Горбачев прямо прошел к буфетной стойке, за которой стоял, очевидно, сам Крутиков, полный высокий человек с толстыми выпяченными губами. Крутиков чуть заметно кивнул, а Горбачев вынул из кошелки что-то завернутое в газету, так что почти и не угадывалась форма бутылки.
Потом Горбачев наклонился над стойкой, и Крутиков отсчитал ему сколько-то денег. Сколько - Васильев не видел.
Горбачев вышел из чайной, пройдя мимо Васильева, все еще изучавшего украшенное виньетками меню, и не обратил на него внимания. Следом за ним вышел и Васильев. Еще через два квартала помещалась чайная Ивана Дубинина. И туда вошел Горбачев, и там пошептался с хозяином, и там оставил за стойкой нечто завернутое в газету, и там получил деньги.

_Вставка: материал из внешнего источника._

//! Subprocess-backed engine adapter driving a real `hashcat` binary.
//!
//! One spawned process per session. Status is consumed from the
//! machine-readable JSON status stream on stdout; control commands go
//! through the interactive stdin keys. A pump task owns the stdout
//! reader and publishes parsed state through a shared handle, so the
//! session's accessors never block on process I/O.

use std::collections::VecDeque;
use std::path::PathBuf;
use std::process::Stdio;
use std::sync::{Arc, Mutex, MutexGuard};

use async_trait::async_trait;
use tokio::io::{AsyncBufReadExt, AsyncWriteExt, BufReader};
use tokio::process::{Child, ChildStdin, Command};

use crackmill_core::{
    CUSTOM_CHARSET_1, CUSTOM_CHARSET_2, CUSTOM_CHARSET_3, EngineSnapshot, WORKLOAD_PROFILE,
};

use crate::adapter::{CrackEngine, EngineEvent, EngineSession, EngineStatus, RunMode, SessionParams};
use crate::error::EngineError;

/// Hashcat numeric status codes from the JSON status stream.
fn map_status_code(code: u64) -> EngineStatus {
    match code {
        0..=2 => EngineStatus::Initializing,
        3 => EngineStatus::Running,
        4 => EngineStatus::Paused,
        5 => EngineStatus::Exhausted,
        6 => EngineStatus::Cracked,
        9 => EngineStatus::Bypass,
        _ => EngineStatus::Aborted,
    }
}

/// Display names for commonly-run hash modes.
pub(crate) fn hash_mode_name(mode: u32) -> Option<&'static str> {
    Some(match mode {
        0 => "MD5",
        100 => "SHA1",
        400 => "phpass",
        500 => "md5crypt",
        1000 => "NTLM",
        1400 => "SHA2-256",
        1700 => "SHA2-512",
        1800 => "sha512crypt",
        2500 => "WPA-EAPOL-PBKDF2",
        3200 => "bcrypt",
        5500 => "NetNTLMv1",
        5600 => "NetNTLMv2",
        7500 => "Kerberos 5 AS-REQ Pre-Auth etype 23",
        13100 => "Kerberos 5 TGS-REP etype 23",
        16800 => "WPA-PMKID-PBKDF2",
        22000 => "WPA-PBKDF2-PMKID+EAPOL",
        _ => return None,
    })
}

/// Human-readable rate string for a raw hashes/sec figure.
fn format_speed(speed: u64) -> String {
    const UNITS: [&str; 5] = ["H/s", "kH/s", "MH/s", "GH/s", "TH/s"];
    let mut value = speed as f64;
    let mut unit = 0;
    while value >= 1000.0 && unit < UNITS.len() - 1 {
        value /= 1000.0;
        unit += 1;
    }
    format!("{value:.1} {}", UNITS[unit])
}

/// Parse one line of hashcat's `--status-json` output.
fn parse_status_line(hash_mode: u32, line: &str) -> Option<(EngineStatus, EngineSnapshot)> {
    let value: serde_json::Value = serde_json::from_str(line.trim()).ok()?;
    let code = value.get("status")?.as_u64()?;
    let status = map_status_code(code);
    let pair = |key: &str| -> (u64, u64) {
        let arr = value.get(key).and_then(|v| v.as_array());
        match arr {
            Some(arr) => (
                arr.first().and_then(|v| v.as_u64()).unwrap_or(0),
                arr.get(1).and_then(|v| v.as_u64()).unwrap_or(0),
            ),
            None => (0, 0),
        }
    };
    let (keyspace_done, keyspace_total) = pair("progress");
    let progress = if keyspace_total == 0 {
        0
    } else {
        keyspace_done * 100 / keyspace_total
    };
    let (digests_done, digests_total) = pair("recovered_hashes");
    let (_, salts_total) = pair("recovered_salts");
    let speed_raw = value
        .get("devices")
        .and_then(|v| v.as_array())
        .map(|devs| {
            devs.iter()
                .filter_map(|d| d.get("speed").and_then(|s| s.as_u64()))
                .sum()
        })
        .unwrap_or(0);
    let snapshot = EngineSnapshot {
        status: format!("{status:?}"),
        hash_mode,
        progress,
        restore_point: value
            .get("restore_point")
            .and_then(|v| v.as_u64())
            .unwrap_or(0),
        speed_raw,
        speed_all: format_speed(speed_raw),
        digests_done,
        digests_total,
        salts_total,
    };
    Some((status, snapshot))
}

/// Build the hashcat argument vector for `params`.
fn build_args(params: &SessionParams) -> Vec<String> {
    let mut args: Vec<String> = vec![
        "--session".into(),
        params.session.as_str().into(),
        "--status".into(),
        "--status-json".into(),
        "--status-timer=10".into(),
        format!("--workload-profile={WORKLOAD_PROFILE}"),
        format!("--custom-charset1={CUSTOM_CHARSET_1}"),
        format!("--custom-charset2={CUSTOM_CHARSET_2}"),
        format!("--custom-charset3={CUSTOM_CHARSET_3}"),
    ];
    match params.mode {
        RunMode::Benchmark => {
            args.push("--benchmark".into());
            args.push("--machine-readable".into());
            args.push(format!("--hash-type={}", params.hash_mode));
            return args;
        }
        RunMode::BenchmarkAll => {
            args.push("--benchmark".into());
            args.push("--benchmark-all".into());
            args.push("--machine-readable".into());
            return args;
        }
        RunMode::Show => args.push("--show".into()),
        RunMode::SpeedOnly => args.push("--speed-only".into()),
        RunMode::Crack => {}
    }
    args.push(format!("--hash-type={}", params.hash_mode));
    if let Some(attack) = params.attack_mode {
        args.push(format!("--attack-mode={attack}"));
    }
    if params.username {
        args.push("--username".into());
    }
    if params.increment {
        args.push("--increment".into());
        if let Some(min) = params.increment_min {
            args.push(format!("--increment-min={min}"));
        }
        if let Some(max) = params.increment_max {
            args.push(format!("--increment-max={max}"));
        }
    }
    if let Some(potfile) = &params.potfile {
        args.push(format!("--potfile-path={}", potfile.display()));
    }
    if let Some(markov) = &params.markov_stats {
        args.push(format!("--markov-hcstat2={}", markov.display()));
    }
    if let Some(outfile) = &params.outfile {
        args.push(format!("--outfile={}", outfile.display()));
    }
    if let Some(skip) = params.restore_point {
        args.push(format!("--skip={skip}"));
    }
    if let Some(brain) = &params.brain {
        args.push("--brain-client".into());
        args.push(format!("--brain-client-features={}", brain.features));
        args.push(format!("--brain-password={}", brain.password));
    }
    for rule in &params.rules {
        args.push(format!("--rules-file={}", rule.display()));
    }
    args.push(params.hash_file.display().to_string());
    // Positional attack inputs: wordlists first, mask last.
    if let Some(wordlist) = &params.wordlist {
        args.push(wordlist.display().to_string());
    }
    if let Some(wordlist2) = &params.wordlist2 {
        args.push(wordlist2.display().to_string());
    }
    if let Some(mask) = &params.mask {
        args.push(mask.clone());
    }
    args
}

/// Parse one `--machine-readable` benchmark result line
/// (`device:hash_mode:...:speed`, all-numeric fields).
fn parse_benchmark_line(line: &str) -> Option<(u32, u64)> {
    let fields: Vec<&str> = line.trim().split(':').collect();
    if fields.len() < 3 || !fields.iter().all(|f| f.bytes().all(|b| b.is_ascii_digit())) {
        return None;
    }
    let hash_mode = fields.get(1)?.parse().ok()?;
    let speed = fields.last()?.parse().ok()?;
    Some((hash_mode, speed))
}

#[derive(Default)]
struct PumpState {
    benchmark: bool,
    show: bool,
    status: Option<EngineStatus>,
    snapshot: Option<EngineSnapshot>,
    events: VecDeque<EngineEvent>,
    log: String,
    saw_first_status: bool,
}

impl PumpState {
    fn ingest(&mut self, hash_mode: u32, line: &str) {
        if self.benchmark {
            if let Some((mode, speed)) = parse_benchmark_line(line) {
                self.snapshot = Some(EngineSnapshot {
                    status: "Running".to_string(),
                    hash_mode: mode,
                    progress: 0,
                    restore_point: 0,
                    speed_raw: speed,
                    speed_all: format_speed(speed),
                    digests_done: 0,
                    digests_total: 0,
                    salts_total: 0,
                });
                self.events.push_back(EngineEvent::CrackerFinished);
                return;
            }
        }
        if let Some((status, snapshot)) = parse_status_line(hash_mode, line) {
            if !self.saw_first_status {
                self.saw_first_status = true;
                self.events.push_back(EngineEvent::Initialized);
            }
            if self.status != Some(status) {
                self.events.push_back(EngineEvent::Any);
            }
            if snapshot.digests_done
                > self
                    .snapshot
                    .as_ref()
                    .map(|s| s.digests_done)
                    .unwrap_or(0)
            {
                self.events.push_back(EngineEvent::HashCracked);
            }
            if matches!(status, EngineStatus::Exhausted | EngineStatus::Cracked)
                && self.status != Some(status)
            {
                self.events.push_back(EngineEvent::CrackerFinished);
            }
            self.status = Some(status);
            self.snapshot = Some(snapshot);
            return;
        }
        if line.contains("WARNING") {
            self.events.push_back(EngineEvent::LogWarning);
        } else if line.contains("ERROR") {
            self.events.push_back(EngineEvent::LogError);
        } else if self.show && line.contains(':') {
            // `hash:plain` potfile match. The plaintext stays out of the
            // log buffer.
            self.events.push_back(EngineEvent::PotfileHashShow);
            return;
        }
        self.log.push_str(line);
        self.log.push('\n');
    }
}

/// Live hashcat process plus the pump publishing its parsed output.
struct HashcatSession {
    binary: PathBuf,
    restore_dir: PathBuf,
    params: SessionParams,
    child: Option<Child>,
    stdin: Option<ChildStdin>,
    state: Arc<Mutex<PumpState>>,
}

impl HashcatSession {
    fn state(&self) -> MutexGuard<'_, PumpState> {
        self.state.lock().unwrap_or_else(|e| e.into_inner())
    }

    async fn send_key(&mut self, key: &[u8]) -> Result<(), EngineError> {
        let Some(stdin) = self.stdin.as_mut() else {
            return Err(EngineError::Protocol("session not executing".to_string()));
        };
        stdin.write_all(key).await?;
        stdin.flush().await?;
        Ok(())
    }
}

Дальше следить уже не имело смысла. Все было и так ясно. В то время государство не выпускало водку. Водка была запрещена к продаже. В государственных магазинах можно было купить только вино. Самогоноварение наказывалось строго, и все-таки спекулянтам удавалось гнать самогон. Они продавали его на рынках из-под полы и в чайных, наливая в чайники вместо чая. Итак, зять Дмитриева, Горбачев, живя в отдельной квартире, гнал самогон и снабжал им чайные. Не на чайной колбасе и федюхинском сыре наживались владельцы чайных, а на самогоне.
Решив, что никаких оснований тревожиться Горбачеву он не дал, стало быть, Горбачев никуда не убежит, поехал Васильев в угрозыск. Начальник с недоверчивым лицом выслушал его рассказ.
- Ну что ж, Ваня, - сказал он, - ты, конечно, проделал большую работу. Надо же, семьдесят восемь человек обойти? Но по совести говоря, не вижу я, чтобы виновность Горбачева была доказана. Может быть, ему этот самогон привезли из деревни, он его и распродал. Придешь с обыском, а у него ничего кет. Покуда рано предпринимать решительные шаги.
Выслушав начальника, Васильев загрустил.
Значит, начальник считает, что данных недостаточно не только для ареста, но даже для обыска. Что ж, придется еще последить, и если окажется, что Горбачев продает самогон каждый день, ордер на обыск, наверное, дадут. Не могли же ему в самом деле привезти из деревни бочку самогона. А во время обыска должно проясниться что-нибудь и по поводу убийства…
Все это отлично, продолжал размышлять Васильев, но текущие дела запущены. Начальство того и гляди начнет ругать. А послать некого. Все заняты. Если сам не последишь - уйдет Горбачев. Вернутся Дмитриевы из отпуска, он и уедет к себе. Тогда ищи-свищи.
В это время к Васильеву подошли три человека, о которых надо сказать особо.
Это были три друга, три рабочих парня с завода имени Карла Маркса, что на Выборгской стороне. Все трое выросли в Нейшлотском переулке, гоняли мячи в одних и тех же дворах, кончили одну и ту же школу первой ступени, что по нашим сегодняшним меркам равняется примерно четырем-пяти первым классам. Все трoe пошли на один и тот же завод и, проработав несколько лет, загорелись благородной мечтой стать в ряды борцов с преступностью, которая в годы нэпа была в молодой Советской республике еще очень сильна.
Государству тогда не хватало своих, прошедших советскую школу следователей и прокуроров. Их приходилось готовить по ускоренной программе. В свое время и Васильева подготовили таким образом - за полгода. Теперь программа была годичная, но и этого, конечно, было мало.
Итак, трое друзей поступили на юридические курсы.
В годовую программу их обучения входило три месяца практики в угрозыске. Практиканты появились в бригаде Васильева месяц тому назад. Обучать их специально у работников бригады времени не было. Их просто загрузили поручениями, посылали на оперативные задания, тыкали всюду, где не хватало людей. В конечном счете это был, вероятно, хотя и суровый, но не такой уж плохой способ обучения. Все трое стали потом умелыми серьезными работниками.
А в те дни, о которых мы рассказываем, ребята - фамилии их были Семкин, Петушков и Калиберда - отличались храбростью, не всегда благоразумной, восторженностью, горячностью и азартом, с которыми они брались выполнить каждое поручение и которые часто вели к ошибкам. Опытные работники, а Васильев, несмотря на молодость, уже причислялся к ним, ругали их в хвост и в гриву, часто грозились отчислить, редко и сдержанно похваливали, а в общем относились к ним хорошо. Больно уж эти ребята были увлечены работой.